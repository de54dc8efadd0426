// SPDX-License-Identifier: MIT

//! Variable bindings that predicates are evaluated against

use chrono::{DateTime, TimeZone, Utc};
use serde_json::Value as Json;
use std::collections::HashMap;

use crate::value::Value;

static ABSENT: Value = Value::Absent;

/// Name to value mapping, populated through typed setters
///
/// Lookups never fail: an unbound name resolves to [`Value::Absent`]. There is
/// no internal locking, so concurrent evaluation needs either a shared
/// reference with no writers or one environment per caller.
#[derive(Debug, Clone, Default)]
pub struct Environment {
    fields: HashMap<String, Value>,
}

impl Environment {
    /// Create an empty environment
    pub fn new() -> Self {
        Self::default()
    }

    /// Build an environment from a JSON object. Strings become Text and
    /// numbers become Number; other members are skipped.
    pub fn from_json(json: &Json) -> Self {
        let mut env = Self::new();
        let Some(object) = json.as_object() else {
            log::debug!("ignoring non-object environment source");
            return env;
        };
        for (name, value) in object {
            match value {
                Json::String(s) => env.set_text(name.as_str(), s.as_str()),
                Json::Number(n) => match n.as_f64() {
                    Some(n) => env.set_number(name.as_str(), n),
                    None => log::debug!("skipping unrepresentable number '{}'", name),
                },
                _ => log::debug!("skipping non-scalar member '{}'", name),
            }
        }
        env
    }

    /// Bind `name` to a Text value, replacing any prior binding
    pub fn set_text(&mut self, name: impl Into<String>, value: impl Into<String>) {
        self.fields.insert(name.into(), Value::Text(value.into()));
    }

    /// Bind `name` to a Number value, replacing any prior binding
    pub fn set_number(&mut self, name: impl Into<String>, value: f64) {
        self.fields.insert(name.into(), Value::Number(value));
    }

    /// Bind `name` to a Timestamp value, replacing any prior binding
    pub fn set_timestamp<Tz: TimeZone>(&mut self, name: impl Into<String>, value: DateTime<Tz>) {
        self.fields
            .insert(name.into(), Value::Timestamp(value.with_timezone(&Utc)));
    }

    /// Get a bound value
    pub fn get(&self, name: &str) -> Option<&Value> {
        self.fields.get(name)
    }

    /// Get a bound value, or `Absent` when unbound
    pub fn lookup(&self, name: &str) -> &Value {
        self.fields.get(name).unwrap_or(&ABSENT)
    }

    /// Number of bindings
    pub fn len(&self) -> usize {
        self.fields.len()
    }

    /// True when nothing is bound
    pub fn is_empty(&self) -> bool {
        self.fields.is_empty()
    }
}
++++
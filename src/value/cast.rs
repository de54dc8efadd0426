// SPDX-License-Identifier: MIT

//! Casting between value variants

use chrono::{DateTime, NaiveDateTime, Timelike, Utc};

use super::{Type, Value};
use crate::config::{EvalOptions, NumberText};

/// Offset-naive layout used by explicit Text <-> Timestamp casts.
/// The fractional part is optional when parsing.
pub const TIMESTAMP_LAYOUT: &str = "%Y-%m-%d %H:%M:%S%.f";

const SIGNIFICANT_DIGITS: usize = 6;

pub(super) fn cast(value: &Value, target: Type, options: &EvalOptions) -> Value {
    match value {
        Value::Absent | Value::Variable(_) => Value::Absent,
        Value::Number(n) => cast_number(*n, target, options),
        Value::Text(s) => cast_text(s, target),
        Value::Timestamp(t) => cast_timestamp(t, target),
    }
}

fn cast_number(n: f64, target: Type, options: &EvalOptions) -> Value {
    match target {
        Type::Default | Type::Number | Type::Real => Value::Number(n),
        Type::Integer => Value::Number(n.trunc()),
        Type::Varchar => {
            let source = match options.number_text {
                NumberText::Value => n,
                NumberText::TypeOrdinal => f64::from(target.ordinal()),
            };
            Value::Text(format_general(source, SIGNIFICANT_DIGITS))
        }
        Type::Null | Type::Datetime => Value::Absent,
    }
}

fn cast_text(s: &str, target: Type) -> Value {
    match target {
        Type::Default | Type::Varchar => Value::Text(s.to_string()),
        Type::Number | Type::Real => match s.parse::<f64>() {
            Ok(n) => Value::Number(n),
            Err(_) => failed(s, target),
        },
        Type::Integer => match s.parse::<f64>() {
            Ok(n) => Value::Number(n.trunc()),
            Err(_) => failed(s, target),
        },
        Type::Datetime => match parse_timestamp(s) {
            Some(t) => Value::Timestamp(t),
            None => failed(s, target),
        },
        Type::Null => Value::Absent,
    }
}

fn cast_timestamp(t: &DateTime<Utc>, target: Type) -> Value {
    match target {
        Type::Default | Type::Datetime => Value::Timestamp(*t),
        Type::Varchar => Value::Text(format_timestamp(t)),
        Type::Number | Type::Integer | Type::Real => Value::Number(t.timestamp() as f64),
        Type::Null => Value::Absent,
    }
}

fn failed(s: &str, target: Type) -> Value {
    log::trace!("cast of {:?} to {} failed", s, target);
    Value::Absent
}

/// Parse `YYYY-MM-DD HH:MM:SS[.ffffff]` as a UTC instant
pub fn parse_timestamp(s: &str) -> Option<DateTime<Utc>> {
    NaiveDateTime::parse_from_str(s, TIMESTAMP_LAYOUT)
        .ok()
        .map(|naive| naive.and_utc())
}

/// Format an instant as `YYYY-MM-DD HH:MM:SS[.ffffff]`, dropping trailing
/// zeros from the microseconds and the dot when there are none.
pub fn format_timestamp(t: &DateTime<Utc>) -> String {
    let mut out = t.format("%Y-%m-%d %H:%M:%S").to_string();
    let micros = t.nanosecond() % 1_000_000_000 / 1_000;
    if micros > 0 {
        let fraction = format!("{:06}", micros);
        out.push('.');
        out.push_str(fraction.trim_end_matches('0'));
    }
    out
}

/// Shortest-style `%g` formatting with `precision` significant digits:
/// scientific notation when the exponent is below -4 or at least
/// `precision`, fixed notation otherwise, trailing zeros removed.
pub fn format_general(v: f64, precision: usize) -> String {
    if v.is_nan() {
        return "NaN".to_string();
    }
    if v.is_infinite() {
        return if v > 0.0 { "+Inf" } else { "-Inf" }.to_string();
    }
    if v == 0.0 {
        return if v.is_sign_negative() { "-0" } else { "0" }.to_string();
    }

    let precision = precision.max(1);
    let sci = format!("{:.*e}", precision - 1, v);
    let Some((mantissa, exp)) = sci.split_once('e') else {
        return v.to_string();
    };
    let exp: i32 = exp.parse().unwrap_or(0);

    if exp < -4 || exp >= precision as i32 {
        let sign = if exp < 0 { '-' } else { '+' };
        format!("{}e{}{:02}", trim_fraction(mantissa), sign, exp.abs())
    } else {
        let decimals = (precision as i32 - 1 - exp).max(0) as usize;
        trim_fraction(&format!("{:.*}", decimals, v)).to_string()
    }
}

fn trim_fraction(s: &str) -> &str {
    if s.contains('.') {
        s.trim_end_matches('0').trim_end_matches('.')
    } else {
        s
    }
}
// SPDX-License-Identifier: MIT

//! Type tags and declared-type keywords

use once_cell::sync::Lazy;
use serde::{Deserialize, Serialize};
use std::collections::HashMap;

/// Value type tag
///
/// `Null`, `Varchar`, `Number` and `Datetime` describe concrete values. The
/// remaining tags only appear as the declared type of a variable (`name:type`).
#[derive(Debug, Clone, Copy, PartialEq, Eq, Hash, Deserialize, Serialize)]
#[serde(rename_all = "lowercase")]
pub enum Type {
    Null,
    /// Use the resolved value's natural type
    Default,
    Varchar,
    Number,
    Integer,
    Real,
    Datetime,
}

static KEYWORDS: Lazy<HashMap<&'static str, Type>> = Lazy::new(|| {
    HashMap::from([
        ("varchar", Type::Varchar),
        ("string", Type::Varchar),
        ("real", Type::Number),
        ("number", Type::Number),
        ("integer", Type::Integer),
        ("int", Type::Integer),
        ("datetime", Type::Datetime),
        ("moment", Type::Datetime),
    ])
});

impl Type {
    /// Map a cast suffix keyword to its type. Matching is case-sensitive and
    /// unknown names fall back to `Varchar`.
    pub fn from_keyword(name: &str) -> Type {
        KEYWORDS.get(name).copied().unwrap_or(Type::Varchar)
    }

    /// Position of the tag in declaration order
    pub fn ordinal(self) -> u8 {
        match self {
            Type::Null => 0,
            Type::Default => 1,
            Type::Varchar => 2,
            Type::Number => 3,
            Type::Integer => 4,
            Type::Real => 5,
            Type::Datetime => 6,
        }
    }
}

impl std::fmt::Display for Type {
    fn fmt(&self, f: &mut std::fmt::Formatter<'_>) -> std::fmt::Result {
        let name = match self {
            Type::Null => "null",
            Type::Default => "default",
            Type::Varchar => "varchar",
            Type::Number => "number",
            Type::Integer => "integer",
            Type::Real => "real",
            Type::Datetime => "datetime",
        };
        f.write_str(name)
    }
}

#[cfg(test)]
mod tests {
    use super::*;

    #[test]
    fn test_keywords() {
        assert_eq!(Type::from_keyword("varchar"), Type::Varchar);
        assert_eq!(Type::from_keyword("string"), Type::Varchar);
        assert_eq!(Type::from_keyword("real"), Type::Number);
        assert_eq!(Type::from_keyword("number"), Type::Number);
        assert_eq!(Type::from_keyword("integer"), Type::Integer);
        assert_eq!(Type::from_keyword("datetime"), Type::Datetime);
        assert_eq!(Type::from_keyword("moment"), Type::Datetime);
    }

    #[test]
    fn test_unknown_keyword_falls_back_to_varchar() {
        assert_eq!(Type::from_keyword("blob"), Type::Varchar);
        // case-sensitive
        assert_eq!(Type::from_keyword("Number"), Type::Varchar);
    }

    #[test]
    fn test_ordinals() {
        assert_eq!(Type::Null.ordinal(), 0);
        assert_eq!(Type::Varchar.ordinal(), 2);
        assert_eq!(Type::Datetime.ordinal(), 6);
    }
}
++++
Problem details >>
After reading through the material, report every line that holds "Integer".

Finished exercise >>
        Type::Integer => Value::Number(n.trunc()),
        Type::Integer => match s.parse::<f64>() {
        Type::Number | Type::Integer | Type::Real => Value::Number(t.timestamp() as f64),
    Integer,
        ("integer", Type::Integer),
        ("int", Type::Integer),
            Type::Integer => 4,
            Type::Integer => "integer",
        assert_eq!(Type::from_keyword("integer"), Type::Integer);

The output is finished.